## Assignment
In the data below, count how many lines contain "await" and give that number by itself.
*** Dataset excerpts ***
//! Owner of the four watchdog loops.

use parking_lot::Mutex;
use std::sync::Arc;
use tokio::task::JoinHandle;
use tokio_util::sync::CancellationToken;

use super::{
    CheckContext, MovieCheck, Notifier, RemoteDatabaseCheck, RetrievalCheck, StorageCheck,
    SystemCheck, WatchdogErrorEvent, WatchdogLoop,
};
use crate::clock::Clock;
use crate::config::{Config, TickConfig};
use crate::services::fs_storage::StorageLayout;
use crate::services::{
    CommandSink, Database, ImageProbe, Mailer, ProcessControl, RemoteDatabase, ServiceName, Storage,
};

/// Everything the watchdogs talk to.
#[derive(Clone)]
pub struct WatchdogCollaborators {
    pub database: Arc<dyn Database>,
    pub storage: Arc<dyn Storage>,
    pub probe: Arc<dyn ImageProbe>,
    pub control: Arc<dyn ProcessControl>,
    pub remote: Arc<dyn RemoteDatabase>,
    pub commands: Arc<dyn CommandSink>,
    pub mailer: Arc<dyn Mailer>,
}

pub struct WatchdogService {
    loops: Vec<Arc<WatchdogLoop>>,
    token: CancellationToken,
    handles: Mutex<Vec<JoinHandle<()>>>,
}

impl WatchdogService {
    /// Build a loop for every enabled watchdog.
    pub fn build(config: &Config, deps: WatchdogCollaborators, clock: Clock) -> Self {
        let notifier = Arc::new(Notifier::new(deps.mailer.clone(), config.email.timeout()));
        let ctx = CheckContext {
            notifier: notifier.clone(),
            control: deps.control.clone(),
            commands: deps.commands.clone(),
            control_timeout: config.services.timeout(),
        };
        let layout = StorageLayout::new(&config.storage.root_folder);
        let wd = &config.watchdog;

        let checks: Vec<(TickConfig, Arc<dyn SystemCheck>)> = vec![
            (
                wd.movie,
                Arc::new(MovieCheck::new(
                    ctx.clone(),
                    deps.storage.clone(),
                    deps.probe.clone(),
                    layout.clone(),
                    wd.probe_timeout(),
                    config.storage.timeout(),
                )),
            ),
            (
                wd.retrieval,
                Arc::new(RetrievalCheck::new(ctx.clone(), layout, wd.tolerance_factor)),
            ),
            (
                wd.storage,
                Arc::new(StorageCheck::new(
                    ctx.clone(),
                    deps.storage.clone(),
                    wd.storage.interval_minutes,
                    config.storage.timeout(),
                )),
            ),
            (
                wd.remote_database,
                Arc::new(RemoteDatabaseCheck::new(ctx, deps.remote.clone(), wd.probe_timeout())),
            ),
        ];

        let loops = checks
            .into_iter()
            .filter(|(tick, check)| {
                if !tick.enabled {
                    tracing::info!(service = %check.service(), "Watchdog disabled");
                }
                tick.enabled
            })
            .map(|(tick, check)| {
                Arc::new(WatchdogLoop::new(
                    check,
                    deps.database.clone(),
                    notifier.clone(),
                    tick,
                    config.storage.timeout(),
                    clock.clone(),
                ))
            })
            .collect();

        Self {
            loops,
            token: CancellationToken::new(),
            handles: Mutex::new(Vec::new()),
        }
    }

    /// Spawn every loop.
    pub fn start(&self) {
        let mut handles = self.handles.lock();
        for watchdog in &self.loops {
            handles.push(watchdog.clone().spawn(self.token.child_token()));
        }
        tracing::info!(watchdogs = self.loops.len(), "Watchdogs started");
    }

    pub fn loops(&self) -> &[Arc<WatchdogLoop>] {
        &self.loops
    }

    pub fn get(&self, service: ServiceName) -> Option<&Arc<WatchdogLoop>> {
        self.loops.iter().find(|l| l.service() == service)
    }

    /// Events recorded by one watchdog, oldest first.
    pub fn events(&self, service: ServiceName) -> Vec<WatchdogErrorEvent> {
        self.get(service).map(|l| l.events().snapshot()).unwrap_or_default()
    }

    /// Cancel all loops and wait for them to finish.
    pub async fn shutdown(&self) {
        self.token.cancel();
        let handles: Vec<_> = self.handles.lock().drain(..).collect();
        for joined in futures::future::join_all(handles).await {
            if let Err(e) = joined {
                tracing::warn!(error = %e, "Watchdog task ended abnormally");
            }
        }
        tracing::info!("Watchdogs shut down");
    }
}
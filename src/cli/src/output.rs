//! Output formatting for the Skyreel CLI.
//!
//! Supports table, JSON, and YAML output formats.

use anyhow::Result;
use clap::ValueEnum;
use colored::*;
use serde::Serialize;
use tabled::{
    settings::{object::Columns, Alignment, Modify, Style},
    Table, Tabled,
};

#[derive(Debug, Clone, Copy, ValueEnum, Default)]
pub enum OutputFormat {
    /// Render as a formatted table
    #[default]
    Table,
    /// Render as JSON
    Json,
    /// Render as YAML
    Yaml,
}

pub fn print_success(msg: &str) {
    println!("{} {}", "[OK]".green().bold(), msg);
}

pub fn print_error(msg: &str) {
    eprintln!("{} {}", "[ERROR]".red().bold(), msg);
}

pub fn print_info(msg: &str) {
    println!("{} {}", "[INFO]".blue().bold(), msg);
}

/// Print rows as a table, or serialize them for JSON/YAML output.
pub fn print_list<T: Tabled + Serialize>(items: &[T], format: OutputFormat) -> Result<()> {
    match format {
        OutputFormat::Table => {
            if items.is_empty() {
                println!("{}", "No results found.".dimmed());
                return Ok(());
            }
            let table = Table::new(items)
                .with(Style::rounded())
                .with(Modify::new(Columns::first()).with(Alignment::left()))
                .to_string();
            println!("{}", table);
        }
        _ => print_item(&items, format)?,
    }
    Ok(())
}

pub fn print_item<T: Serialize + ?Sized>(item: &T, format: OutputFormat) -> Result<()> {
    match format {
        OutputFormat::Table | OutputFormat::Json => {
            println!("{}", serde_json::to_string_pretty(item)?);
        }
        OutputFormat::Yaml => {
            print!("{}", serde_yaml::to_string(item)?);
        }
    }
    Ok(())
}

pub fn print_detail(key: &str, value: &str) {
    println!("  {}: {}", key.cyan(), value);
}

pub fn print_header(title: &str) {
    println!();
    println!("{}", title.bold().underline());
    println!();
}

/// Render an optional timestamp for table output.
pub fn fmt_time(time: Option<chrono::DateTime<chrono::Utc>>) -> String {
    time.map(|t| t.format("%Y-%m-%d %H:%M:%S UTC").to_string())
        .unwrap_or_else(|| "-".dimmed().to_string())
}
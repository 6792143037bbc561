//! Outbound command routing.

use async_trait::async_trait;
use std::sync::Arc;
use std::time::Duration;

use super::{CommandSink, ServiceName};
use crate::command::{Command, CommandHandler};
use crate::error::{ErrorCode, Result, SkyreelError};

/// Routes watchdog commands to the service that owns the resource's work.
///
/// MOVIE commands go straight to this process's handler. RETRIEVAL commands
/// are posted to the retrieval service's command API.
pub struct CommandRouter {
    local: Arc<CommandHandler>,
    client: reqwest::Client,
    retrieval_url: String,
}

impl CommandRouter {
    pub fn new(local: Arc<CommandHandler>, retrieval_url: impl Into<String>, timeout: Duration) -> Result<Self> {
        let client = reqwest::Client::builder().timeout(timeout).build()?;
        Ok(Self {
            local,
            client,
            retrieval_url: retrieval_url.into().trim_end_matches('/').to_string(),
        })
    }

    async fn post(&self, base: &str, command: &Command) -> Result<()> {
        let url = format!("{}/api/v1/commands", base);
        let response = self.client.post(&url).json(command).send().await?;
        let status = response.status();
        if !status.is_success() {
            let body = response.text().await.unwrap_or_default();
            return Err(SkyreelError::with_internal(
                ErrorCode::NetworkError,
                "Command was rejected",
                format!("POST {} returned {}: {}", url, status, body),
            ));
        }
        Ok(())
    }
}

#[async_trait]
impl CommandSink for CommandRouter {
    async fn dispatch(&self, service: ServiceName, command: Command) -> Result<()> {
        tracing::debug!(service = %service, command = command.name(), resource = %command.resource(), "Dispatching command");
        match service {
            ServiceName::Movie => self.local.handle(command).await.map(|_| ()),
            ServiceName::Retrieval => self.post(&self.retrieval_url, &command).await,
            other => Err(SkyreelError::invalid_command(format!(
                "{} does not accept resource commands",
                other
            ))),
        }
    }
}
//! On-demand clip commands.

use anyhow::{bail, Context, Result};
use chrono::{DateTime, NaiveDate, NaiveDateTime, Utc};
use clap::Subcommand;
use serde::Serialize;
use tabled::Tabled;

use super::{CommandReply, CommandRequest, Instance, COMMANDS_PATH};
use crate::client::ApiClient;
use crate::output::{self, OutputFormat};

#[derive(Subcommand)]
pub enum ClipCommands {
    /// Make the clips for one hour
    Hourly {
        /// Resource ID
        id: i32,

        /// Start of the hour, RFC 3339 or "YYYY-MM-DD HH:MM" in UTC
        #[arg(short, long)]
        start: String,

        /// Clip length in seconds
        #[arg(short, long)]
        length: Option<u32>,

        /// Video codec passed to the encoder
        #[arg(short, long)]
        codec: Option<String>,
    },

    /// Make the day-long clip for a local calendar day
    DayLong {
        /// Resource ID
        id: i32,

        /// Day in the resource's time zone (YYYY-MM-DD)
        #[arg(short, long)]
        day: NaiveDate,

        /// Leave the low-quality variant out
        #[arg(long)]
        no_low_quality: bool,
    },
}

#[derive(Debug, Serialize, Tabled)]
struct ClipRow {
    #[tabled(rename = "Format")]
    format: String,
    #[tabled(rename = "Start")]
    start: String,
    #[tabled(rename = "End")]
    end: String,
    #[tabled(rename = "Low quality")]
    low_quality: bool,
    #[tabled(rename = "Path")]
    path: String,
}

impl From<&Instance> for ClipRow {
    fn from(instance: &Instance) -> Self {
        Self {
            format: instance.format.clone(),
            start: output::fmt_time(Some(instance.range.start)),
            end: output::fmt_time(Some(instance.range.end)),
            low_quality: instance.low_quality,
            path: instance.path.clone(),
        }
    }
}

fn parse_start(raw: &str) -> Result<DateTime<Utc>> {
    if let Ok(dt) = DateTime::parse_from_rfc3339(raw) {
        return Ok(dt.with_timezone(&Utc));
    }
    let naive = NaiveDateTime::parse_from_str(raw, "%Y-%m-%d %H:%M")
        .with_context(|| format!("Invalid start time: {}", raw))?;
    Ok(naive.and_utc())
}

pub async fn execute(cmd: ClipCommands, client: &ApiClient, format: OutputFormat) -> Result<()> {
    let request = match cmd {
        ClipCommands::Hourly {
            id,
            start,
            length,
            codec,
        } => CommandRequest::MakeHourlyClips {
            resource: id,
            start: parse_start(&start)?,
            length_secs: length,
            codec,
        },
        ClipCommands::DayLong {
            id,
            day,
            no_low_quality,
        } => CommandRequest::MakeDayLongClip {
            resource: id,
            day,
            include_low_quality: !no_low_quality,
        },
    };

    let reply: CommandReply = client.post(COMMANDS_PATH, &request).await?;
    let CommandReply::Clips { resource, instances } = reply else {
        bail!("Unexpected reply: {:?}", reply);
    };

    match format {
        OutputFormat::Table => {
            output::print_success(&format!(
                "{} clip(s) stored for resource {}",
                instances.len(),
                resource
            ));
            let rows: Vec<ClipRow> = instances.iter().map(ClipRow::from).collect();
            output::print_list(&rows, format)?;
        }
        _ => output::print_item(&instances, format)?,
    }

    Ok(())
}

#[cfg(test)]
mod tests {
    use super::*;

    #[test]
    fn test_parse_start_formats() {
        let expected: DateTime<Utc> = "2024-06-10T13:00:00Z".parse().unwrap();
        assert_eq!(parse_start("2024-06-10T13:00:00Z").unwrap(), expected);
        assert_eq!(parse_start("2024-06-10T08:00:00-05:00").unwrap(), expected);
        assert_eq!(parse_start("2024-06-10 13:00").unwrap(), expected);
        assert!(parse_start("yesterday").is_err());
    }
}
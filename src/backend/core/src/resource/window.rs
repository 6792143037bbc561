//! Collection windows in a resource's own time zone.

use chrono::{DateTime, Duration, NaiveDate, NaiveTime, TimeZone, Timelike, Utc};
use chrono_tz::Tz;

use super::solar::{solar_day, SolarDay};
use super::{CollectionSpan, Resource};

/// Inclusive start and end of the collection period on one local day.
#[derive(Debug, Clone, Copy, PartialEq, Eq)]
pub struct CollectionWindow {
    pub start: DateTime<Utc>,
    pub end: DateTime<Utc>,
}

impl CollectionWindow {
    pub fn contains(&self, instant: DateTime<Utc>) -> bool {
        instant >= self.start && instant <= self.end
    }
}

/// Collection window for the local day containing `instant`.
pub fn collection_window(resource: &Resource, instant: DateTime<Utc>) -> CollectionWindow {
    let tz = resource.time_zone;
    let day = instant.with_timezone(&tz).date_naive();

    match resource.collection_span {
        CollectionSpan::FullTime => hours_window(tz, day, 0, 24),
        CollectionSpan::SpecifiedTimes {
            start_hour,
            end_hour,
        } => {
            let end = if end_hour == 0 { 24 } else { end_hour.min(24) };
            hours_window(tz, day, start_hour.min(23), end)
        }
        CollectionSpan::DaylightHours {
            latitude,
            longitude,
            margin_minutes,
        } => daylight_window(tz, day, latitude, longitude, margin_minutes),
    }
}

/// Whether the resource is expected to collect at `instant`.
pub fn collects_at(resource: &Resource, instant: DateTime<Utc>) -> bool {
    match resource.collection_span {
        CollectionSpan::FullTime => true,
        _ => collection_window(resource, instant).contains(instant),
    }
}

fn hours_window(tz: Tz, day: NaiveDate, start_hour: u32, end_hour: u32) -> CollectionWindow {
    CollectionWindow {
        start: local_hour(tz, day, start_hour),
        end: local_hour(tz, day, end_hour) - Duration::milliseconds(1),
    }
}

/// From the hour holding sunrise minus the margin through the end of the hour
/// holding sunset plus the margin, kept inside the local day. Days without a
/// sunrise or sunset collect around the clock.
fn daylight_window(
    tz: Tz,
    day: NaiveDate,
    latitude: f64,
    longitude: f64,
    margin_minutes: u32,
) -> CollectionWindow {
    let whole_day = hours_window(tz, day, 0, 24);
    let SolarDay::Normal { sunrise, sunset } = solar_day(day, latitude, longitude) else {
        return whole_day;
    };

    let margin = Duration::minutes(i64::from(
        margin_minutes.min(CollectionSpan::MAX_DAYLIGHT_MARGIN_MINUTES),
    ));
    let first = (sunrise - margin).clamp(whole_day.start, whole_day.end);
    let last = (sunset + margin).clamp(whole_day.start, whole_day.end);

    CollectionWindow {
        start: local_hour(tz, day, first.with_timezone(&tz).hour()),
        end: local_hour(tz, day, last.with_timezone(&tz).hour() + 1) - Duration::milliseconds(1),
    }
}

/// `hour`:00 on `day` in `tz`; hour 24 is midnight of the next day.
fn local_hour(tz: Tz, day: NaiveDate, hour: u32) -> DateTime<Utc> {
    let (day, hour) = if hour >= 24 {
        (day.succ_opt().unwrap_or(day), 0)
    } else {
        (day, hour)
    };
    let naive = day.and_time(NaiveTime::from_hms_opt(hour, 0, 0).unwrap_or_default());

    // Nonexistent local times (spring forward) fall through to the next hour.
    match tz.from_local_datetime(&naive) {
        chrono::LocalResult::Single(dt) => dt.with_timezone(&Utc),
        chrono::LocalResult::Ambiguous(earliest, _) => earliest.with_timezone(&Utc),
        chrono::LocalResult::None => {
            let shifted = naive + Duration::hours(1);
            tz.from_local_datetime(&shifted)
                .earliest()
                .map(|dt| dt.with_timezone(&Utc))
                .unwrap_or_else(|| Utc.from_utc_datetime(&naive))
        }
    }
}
*** End of Dataset excerpts ***
## Response
6